__Collection entries__
########################################
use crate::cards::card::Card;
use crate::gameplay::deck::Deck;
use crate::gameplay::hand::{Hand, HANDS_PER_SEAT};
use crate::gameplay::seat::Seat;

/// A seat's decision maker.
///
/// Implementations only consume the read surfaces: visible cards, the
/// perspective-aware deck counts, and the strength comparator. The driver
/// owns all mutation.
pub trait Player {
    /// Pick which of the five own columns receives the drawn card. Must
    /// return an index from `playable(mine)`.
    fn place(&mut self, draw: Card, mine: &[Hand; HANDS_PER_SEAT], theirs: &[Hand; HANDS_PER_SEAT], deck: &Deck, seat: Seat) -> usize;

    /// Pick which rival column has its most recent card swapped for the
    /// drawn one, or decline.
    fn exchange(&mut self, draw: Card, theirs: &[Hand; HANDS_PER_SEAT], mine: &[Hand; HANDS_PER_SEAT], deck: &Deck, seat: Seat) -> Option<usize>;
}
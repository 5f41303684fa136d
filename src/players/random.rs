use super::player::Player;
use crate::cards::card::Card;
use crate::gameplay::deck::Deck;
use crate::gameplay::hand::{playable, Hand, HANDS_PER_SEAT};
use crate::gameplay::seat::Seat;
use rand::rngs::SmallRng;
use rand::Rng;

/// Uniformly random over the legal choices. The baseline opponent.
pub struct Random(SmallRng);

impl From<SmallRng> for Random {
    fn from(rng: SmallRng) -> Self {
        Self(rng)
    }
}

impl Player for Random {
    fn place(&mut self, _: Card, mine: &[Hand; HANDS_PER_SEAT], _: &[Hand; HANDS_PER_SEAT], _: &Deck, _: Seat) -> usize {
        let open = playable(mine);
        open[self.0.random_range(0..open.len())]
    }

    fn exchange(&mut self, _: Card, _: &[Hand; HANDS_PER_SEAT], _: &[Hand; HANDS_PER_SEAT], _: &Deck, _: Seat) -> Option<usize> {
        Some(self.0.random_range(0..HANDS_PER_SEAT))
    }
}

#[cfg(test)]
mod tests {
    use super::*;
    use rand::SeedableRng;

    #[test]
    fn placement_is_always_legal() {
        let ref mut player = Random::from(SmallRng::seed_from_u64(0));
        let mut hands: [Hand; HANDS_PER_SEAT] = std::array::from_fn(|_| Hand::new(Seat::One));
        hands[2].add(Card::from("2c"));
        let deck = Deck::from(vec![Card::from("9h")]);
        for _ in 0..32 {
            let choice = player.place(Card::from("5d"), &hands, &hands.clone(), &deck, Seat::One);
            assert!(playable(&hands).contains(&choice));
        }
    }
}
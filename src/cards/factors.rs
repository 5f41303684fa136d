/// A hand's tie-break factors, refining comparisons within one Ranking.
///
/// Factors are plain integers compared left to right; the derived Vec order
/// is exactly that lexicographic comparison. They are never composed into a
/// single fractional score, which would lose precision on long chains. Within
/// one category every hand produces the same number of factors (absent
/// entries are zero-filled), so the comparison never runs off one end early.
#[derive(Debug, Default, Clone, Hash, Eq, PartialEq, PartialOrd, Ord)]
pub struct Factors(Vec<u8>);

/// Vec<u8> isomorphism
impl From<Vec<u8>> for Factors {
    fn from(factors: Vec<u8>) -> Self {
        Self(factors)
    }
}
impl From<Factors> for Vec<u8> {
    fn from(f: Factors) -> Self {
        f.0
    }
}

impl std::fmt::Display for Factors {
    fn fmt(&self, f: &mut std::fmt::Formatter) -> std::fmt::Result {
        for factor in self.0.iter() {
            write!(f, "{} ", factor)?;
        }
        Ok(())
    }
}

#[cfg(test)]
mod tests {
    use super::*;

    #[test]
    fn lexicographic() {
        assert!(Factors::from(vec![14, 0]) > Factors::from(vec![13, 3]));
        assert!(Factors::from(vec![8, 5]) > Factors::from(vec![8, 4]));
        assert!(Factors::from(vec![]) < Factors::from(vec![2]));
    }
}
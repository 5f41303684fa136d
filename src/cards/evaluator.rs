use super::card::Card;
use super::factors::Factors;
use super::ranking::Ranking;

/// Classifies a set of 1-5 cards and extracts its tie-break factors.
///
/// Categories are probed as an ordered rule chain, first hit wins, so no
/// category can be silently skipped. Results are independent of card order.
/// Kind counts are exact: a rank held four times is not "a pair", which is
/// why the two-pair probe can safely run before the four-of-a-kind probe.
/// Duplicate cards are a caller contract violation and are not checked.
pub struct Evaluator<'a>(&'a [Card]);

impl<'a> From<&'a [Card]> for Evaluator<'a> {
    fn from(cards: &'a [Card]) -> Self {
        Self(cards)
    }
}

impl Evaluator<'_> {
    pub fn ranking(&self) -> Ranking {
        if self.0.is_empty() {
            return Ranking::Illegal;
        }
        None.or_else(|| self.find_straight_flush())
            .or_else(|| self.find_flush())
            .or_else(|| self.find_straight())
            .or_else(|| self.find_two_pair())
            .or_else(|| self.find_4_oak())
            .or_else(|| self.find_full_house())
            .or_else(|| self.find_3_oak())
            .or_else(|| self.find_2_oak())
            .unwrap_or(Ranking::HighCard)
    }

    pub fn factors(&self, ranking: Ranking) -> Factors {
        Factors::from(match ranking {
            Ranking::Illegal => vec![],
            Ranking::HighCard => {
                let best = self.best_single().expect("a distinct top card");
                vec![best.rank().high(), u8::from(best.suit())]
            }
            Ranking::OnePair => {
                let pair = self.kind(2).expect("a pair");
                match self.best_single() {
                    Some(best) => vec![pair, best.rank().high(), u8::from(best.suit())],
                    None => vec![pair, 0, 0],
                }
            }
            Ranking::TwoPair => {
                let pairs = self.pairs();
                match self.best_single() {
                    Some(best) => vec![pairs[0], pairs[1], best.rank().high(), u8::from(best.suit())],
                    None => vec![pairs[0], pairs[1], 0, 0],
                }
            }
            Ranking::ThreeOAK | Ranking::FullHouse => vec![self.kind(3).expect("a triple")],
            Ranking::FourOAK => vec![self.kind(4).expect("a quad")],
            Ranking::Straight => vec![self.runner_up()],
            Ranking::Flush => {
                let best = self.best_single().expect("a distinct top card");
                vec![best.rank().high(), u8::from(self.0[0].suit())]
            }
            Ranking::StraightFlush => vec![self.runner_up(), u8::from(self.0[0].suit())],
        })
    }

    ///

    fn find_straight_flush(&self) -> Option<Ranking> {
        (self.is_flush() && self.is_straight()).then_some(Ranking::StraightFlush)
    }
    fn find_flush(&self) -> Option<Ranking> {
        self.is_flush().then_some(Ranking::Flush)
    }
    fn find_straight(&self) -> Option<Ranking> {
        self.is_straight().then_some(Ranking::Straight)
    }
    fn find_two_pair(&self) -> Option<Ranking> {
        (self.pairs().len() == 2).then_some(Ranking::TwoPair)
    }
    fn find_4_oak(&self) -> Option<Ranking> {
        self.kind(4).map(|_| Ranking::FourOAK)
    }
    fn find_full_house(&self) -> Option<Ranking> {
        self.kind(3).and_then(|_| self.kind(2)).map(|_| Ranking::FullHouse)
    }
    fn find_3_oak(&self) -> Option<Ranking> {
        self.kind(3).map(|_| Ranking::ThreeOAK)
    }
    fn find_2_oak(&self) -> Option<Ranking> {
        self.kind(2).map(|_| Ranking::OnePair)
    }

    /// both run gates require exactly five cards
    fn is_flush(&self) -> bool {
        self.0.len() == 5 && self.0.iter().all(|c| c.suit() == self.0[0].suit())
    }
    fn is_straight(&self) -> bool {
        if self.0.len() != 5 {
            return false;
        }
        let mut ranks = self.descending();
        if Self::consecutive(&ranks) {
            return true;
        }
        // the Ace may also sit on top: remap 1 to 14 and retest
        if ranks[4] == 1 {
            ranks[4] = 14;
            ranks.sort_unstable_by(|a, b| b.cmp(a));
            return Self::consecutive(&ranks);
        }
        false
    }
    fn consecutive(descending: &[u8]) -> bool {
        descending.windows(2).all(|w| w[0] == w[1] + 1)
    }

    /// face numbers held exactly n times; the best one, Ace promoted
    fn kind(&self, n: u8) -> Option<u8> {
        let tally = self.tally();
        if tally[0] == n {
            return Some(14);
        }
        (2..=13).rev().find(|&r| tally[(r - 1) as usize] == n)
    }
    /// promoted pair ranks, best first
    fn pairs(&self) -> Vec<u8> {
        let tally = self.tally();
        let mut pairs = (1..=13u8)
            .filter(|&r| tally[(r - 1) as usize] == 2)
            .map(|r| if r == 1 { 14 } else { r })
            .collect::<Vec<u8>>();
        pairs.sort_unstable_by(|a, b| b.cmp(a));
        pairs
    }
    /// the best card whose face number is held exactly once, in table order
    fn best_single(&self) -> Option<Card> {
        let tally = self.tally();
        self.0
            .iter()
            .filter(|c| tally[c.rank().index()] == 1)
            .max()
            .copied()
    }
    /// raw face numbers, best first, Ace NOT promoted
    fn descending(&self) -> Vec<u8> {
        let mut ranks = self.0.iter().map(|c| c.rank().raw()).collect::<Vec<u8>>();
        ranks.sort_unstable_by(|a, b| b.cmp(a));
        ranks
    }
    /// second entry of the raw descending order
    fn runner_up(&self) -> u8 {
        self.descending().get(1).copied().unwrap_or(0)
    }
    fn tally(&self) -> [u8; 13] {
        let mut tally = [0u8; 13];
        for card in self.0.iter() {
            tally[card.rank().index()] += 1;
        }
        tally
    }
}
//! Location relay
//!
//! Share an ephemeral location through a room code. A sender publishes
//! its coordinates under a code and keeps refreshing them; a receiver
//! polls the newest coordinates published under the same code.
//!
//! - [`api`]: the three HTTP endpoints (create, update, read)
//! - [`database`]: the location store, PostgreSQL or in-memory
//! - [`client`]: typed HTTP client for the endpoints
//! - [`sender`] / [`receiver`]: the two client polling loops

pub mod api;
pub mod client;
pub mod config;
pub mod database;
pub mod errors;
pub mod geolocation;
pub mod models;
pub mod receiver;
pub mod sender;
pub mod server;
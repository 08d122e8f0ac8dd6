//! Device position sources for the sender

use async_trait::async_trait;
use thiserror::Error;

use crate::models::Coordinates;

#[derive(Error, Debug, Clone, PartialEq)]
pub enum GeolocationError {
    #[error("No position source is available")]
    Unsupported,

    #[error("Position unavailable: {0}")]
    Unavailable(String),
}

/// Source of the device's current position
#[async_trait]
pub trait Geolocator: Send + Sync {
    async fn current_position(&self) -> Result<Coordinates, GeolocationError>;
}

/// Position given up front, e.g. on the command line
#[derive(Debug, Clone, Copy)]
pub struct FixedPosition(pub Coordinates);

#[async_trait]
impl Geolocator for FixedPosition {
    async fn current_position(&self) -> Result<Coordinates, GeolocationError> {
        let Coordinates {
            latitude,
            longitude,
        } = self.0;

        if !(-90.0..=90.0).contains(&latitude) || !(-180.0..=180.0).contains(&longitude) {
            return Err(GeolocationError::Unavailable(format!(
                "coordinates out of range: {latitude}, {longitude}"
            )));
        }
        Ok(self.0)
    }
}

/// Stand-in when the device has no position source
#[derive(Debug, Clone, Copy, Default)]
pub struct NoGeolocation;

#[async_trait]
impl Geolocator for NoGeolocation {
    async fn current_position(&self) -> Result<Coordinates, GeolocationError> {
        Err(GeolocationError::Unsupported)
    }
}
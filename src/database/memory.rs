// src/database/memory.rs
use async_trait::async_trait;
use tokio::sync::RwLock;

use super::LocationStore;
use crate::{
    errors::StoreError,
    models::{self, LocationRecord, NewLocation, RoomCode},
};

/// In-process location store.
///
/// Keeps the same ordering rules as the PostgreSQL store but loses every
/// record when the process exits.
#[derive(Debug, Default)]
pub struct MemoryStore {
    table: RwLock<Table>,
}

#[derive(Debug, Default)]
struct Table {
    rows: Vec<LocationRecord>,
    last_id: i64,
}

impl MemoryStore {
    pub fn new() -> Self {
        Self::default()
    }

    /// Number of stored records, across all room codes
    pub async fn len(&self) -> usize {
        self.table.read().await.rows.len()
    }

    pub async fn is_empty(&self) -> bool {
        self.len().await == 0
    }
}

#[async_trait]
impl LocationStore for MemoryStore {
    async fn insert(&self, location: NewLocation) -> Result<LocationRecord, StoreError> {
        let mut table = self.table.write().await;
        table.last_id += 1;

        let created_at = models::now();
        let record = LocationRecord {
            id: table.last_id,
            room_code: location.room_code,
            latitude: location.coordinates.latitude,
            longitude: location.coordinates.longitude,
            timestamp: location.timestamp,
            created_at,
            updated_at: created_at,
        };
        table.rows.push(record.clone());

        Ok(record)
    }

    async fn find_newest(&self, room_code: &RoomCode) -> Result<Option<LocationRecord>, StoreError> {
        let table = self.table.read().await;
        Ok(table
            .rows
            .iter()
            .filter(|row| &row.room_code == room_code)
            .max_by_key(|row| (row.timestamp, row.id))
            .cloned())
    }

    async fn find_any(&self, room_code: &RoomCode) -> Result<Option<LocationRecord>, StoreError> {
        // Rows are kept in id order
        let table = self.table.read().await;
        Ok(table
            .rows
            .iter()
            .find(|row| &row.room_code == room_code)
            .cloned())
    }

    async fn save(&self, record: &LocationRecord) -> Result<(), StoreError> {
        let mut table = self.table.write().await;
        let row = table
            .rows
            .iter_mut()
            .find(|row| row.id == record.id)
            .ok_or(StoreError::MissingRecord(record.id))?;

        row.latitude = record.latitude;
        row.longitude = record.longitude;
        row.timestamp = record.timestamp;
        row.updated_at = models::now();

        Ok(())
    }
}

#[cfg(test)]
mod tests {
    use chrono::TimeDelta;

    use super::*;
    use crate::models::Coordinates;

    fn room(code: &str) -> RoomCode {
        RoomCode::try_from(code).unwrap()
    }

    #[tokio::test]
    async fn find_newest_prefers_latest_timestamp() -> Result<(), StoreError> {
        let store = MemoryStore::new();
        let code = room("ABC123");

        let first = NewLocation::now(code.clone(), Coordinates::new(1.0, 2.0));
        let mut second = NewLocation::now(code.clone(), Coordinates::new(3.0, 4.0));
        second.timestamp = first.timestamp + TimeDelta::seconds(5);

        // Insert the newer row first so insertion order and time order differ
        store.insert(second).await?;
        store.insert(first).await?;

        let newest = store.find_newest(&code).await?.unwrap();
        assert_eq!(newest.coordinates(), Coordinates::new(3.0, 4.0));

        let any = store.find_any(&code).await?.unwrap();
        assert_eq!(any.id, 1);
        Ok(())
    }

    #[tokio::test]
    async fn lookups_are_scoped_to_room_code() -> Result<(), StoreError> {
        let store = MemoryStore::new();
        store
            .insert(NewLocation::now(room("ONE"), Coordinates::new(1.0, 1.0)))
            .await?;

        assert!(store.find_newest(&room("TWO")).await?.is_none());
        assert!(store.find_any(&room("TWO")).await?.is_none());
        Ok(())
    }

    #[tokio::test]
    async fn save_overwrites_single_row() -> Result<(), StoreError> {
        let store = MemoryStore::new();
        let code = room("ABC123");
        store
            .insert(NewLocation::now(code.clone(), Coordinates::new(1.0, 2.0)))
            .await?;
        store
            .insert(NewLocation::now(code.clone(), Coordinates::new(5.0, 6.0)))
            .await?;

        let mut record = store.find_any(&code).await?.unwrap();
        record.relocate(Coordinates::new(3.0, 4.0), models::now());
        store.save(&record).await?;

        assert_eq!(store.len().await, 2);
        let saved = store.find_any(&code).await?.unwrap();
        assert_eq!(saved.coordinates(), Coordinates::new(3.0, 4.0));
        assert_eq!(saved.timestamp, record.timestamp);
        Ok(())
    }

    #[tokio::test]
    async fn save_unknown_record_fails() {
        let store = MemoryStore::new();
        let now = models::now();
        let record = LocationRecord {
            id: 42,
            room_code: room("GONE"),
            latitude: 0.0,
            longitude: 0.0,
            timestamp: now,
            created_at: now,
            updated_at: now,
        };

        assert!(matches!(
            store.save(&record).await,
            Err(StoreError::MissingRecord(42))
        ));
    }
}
########################################
__YOUR OBJECTIVE__
Return, with no change at all, every line in the entries above from the line containing "assert_eq!(store.len().await, 2);" through the line containing "let now = models::now();".

__ANSWER TO THE PROBLEM__
        assert_eq!(store.len().await, 2);
        let saved = store.find_any(&code).await?.unwrap();
        assert_eq!(saved.coordinates(), Coordinates::new(3.0, 4.0));
        assert_eq!(saved.timestamp, record.timestamp);
        Ok(())
    }

    #[tokio::test]
    async fn save_unknown_record_fails() {
        let store = MemoryStore::new();
        let now = models::now();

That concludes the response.